Published 03.20.2013

Diesel Truck, Heavy Equipment & Power Generation
Alumni News
Student News
School of Transportation & Natural Resources Technologies News

It's not at all unusual for employers to put their best face forward when recruiting students and alumni at Pennsylvania College of Technology's twice-yearly Career Fair. Vendors' booths typically feature knowledgeable personnel, attractive photos, colorful literature and expansive displays – along with an enticing assortment of swag – to spark interest in their respective companies.

It's not so common, however, for a company to bring along a hulking piece of equipment, station it in a nearby parking lot and let students climb aboard for a closer look.

Alumnus Zachary D. Ball (left)and his Schramm Inc. co-worker Bruce D. Mackay (right) gather with first-year students in the heavy construction equipment technology: technician emphasis major.Schramm Inc. employee Zachary D. Ball, a 2010 graduate of the college's heavy construction equipment technology: Caterpillar equipment emphasis major, attended this week's Natural Resources Management Career Fair with Bruce D. Mackay, product support manager and the corporation's representative on the school's Heavy Construction Equipment Technician Emphasis Advisory Committee.

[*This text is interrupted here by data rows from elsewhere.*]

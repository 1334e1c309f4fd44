//! Ether gain with repetition deflation.
//!
//! ```text
//! base_gain   = Σ rarity_value(card)            (non-ghost cards)
//!             | card_count × common_value       (no card list)
//! combo_mult  = table[combo] + Σ bonus × (action_cost − 1)   (eligible cards, cost ≥ 2)
//! multiplied  = round(base_gain × combo_mult × extra)
//! gain        = round(multiplied × deflation_rate ^ uses(combo))
//! ```

use super::ComboUsage;
use crate::card::CardInstance;
use crate::combo::ComboName;
use crate::config::BattleConfig;

/// Inputs of [`calculate_combo_ether_gain`].
#[derive(Clone, Copy, Debug)]
pub struct EtherGainInput<'a> {
    /// Played cards. When absent, `card_count` common cards are assumed.
    pub cards: Option<&'a [CardInstance]>,
    pub card_count: usize,
    pub combo: Option<ComboName>,
    pub usage: &'a ComboUsage,
    pub extra_multiplier: f64,
}

impl<'a> EtherGainInput<'a> {
    pub fn from_cards(
        cards: &'a [CardInstance],
        combo: Option<ComboName>,
        usage: &'a ComboUsage,
    ) -> Self {
        Self {
            cards: Some(cards),
            card_count: cards.len(),
            combo,
            usage,
            extra_multiplier: 1.0,
        }
    }

    pub fn with_extra_multiplier(mut self, extra_multiplier: f64) -> Self {
        self.extra_multiplier = extra_multiplier;
        self
    }
}

/// Breakdown of an ether gain, for display.
#[derive(Clone, Copy, Debug, PartialEq)]
#[cfg_attr(feature = "serde", derive(serde::Serialize, serde::Deserialize))]
pub struct EtherGainResult {
    pub gain: u32,
    pub base_gain: u32,
    pub combo_mult: f64,
    pub action_cost_bonus: f64,
    /// Reduction from deflation in whole percent.
    pub deflation_pct: u32,
    pub deflation_mult: f64,
}

/// Computes the ether a set of played cards yields. Pure and repeatable.
pub fn calculate_combo_ether_gain(
    input: &EtherGainInput<'_>,
    config: &BattleConfig,
) -> EtherGainResult {
    let values = &config.rarity_values;
    let (base_gain, cost_points) = match input.cards {
        Some(cards) => {
            let base = cards
                .iter()
                .filter(|c| c.counts_for_economy())
                .map(|c| values.value(c.card.rarity))
                .sum::<u32>();
            let points = cards
                .iter()
                .filter(|c| c.counts_for_combo() && c.card.action_cost >= 2)
                .map(|c| c.card.action_cost - 1)
                .sum::<u32>();
            (base, points)
        }
        None => {
            let count = u32::try_from(input.card_count).unwrap_or(u32::MAX);
            (count.saturating_mul(values.common), 0)
        }
    };

    let action_cost_bonus = f64::from(cost_points) * config.action_cost_bonus_per_point;
    let combo_mult = config.combo_multipliers.multiplier(input.combo) + action_cost_bonus;
    let multiplied = (f64::from(base_gain) * combo_mult * input.extra_multiplier).round();

    let deflation_mult = match input.combo {
        Some(name) => {
            let uses = i32::try_from(input.usage.count(name)).unwrap_or(i32::MAX);
            config.deflation_rate.powi(uses)
        }
        None => 1.0,
    };
    let gain = to_u32((multiplied * deflation_mult).round());
    let deflation_pct = to_u32(((1.0 - deflation_mult) * 100.0).round());

    tracing::debug!(
        combo = ?input.combo,
        base_gain,
        combo_mult,
        deflation_mult,
        gain,
        "ether gain"
    );

    EtherGainResult {
        gain,
        base_gain,
        combo_mult,
        action_cost_bonus,
        deflation_pct,
        deflation_mult,
    }
}

fn to_u32(value: f64) -> u32 {
    if value.is_nan() || value <= 0.0 {
        0
    } else if value >= f64::from(u32::MAX) {
        u32::MAX
    } else {
        value as u32
    }
}

#[cfg(test)]
mod tests {
    use super::*;
    use crate::card::{Card, Rarity, TraitFlags};
    use crate::combo::detect_poker_combo;
    use crate::ether::record_combo_usage;

    fn hand(costs: &[u32]) -> Vec<CardInstance> {
        costs
            .iter()
            .enumerate()
            .map(|(i, &cost)| CardInstance::new(format!("p-{i}"), Card::attack("strike", cost, 4, 5)))
            .collect()
    }

    #[test]
    fn first_pair_of_cost_two_cards_yields_44() {
        let cards = hand(&[2, 2]);
        let combo = detect_poker_combo(&cards).map(|c| c.name);
        assert_eq!(combo, Some(ComboName::Pair));

        let usage = ComboUsage::default();
        let result = calculate_combo_ether_gain(
            &EtherGainInput::from_cards(&cards, combo, &usage),
            &BattleConfig::default(),
        );
        assert_eq!(result.base_gain, 20);
        assert!((result.action_cost_bonus - 0.2).abs() < 1e-9);
        assert!((result.combo_mult - 2.2).abs() < 1e-9);
        assert_eq!(result.deflation_pct, 0);
        assert_eq!(result.gain, 44);
    }

    #[test]
    fn card_count_fallback_uses_common_value() {
        let usage = ComboUsage::default();
        let input = EtherGainInput {
            cards: None,
            card_count: 3,
            combo: Some(ComboName::Triple),
            usage: &usage,
            extra_multiplier: 1.0,
        };
        let result = calculate_combo_ether_gain(&input, &BattleConfig::default());
        assert_eq!(result.base_gain, 30);
        assert_eq!(result.action_cost_bonus, 0.0);
        assert_eq!(result.gain, 90);
    }

    #[test]
    fn rarity_drives_base_and_ghosts_are_free() {
        let mut cards = hand(&[1, 1]);
        cards[0].card = cards[0].card.clone().with_rarity(Rarity::Legendary);
        cards.push(cards[1].ghost_for(crate::combat::UnitId(1)));

        let usage = ComboUsage::default();
        let result = calculate_combo_ether_gain(
            &EtherGainInput::from_cards(&cards, Some(ComboName::Pair), &usage),
            &BattleConfig::default(),
        );
        assert_eq!(result.base_gain, 510);
    }

    #[test]
    fn outcast_cards_score_but_skip_cost_bonus() {
        let mut cards = hand(&[3]);
        cards[0].card = cards[0].card.clone().with_traits(TraitFlags::OUTCAST);
        let usage = ComboUsage::default();
        let result = calculate_combo_ether_gain(
            &EtherGainInput::from_cards(&cards, None, &usage),
            &BattleConfig::default(),
        );
        assert_eq!(result.base_gain, 10);
        assert_eq!(result.action_cost_bonus, 0.0);
        assert_eq!(result.gain, 10);
    }

    #[test]
    fn deflation_is_monotonic_and_never_zero_multiplier() {
        let cards = hand(&[2, 2]);
        let config = BattleConfig::default();
        let mut usage = ComboUsage::default();
        let mut previous_gain = u32::MAX;
        let mut previous_mult = f64::INFINITY;

        for uses in 0..50 {
            let result = calculate_combo_ether_gain(
                &EtherGainInput::from_cards(&cards, Some(ComboName::Pair), &usage),
                &config,
            );
            assert!(result.gain <= previous_gain, "gain rose at {uses} uses");
            assert!(result.deflation_mult < previous_mult);
            assert!(result.deflation_mult > 0.0);
            previous_gain = result.gain;
            previous_mult = result.deflation_mult;
            usage = record_combo_usage(&usage, ComboName::Pair);
        }
    }

    #[test]
    fn second_use_reports_deflation() {
        let cards = hand(&[2, 2]);
        let usage = record_combo_usage(&ComboUsage::default(), ComboName::Pair);
        let result = calculate_combo_ether_gain(
            &EtherGainInput::from_cards(&cards, Some(ComboName::Pair), &usage),
            &BattleConfig::default(),
        );
        assert_eq!(result.deflation_pct, 20);
        assert_eq!(result.gain, 35);
    }

    #[test]
    fn usage_of_other_combos_does_not_deflate() {
        let cards = hand(&[2, 2]);
        let usage = record_combo_usage(&ComboUsage::default(), ComboName::Flush);
        let result = calculate_combo_ether_gain(
            &EtherGainInput::from_cards(&cards, Some(ComboName::Pair), &usage),
            &BattleConfig::default(),
        );
        assert_eq!(result.gain, 44);
    }

    #[test]
    fn repeated_calls_are_identical() {
        let cards = hand(&[3, 3, 3]);
        let usage = record_combo_usage(&ComboUsage::default(), ComboName::Triple);
        let input = EtherGainInput::from_cards(&cards, Some(ComboName::Triple), &usage)
            .with_extra_multiplier(1.5);
        let config = BattleConfig::default();
        let a = calculate_combo_ether_gain(&input, &config);
        let b = calculate_combo_ether_gain(&input, &config);
        assert_eq!(a, b);
        assert_eq!(a.gain.to_le_bytes(), b.gain.to_le_bytes());
        assert_eq!(a.combo_mult.to_bits(), b.combo_mult.to_bits());
    }
}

"We are committed to this institution," said Mackay, who teamed with Ball to introduce students to Schramm by demonstrating a T455WS truck-mounted drilling rig Tuesday. "For the last six years, we have only hired Penn College grads. The hydraulics experience the students receive in the heavy equipment technician program holds to our standards."

Schramm also honored that commitment with a visit to the Schneebeli Earth Science Center six months ago, offering a similar endorsement of Penn College graduates' skill level.

"We wanted the students to see what we do, what we are about and the unique professional opportunities that we offer our employees," said Mackay, whose introduction to Penn College was also an education of sorts.

The first time he heard of the college's "degrees that work" was when a student was completing a class assignment and contacted Schramm to ask questions about drilling rigs. Mackay said he asked what the project was for and the student proceeded to tell him about the institution.

Mackay attended a Career Fair, toured the Allenwood area campus and has looked to the college for employees ever since.

"It was good to be back and see familiar faces and the improvements and growth of the campus," added Ball, who also gave a shoutout to recognizable staff members in the ESC's Nature's Cove dining unit, telling them the food was just as good as he remembered it.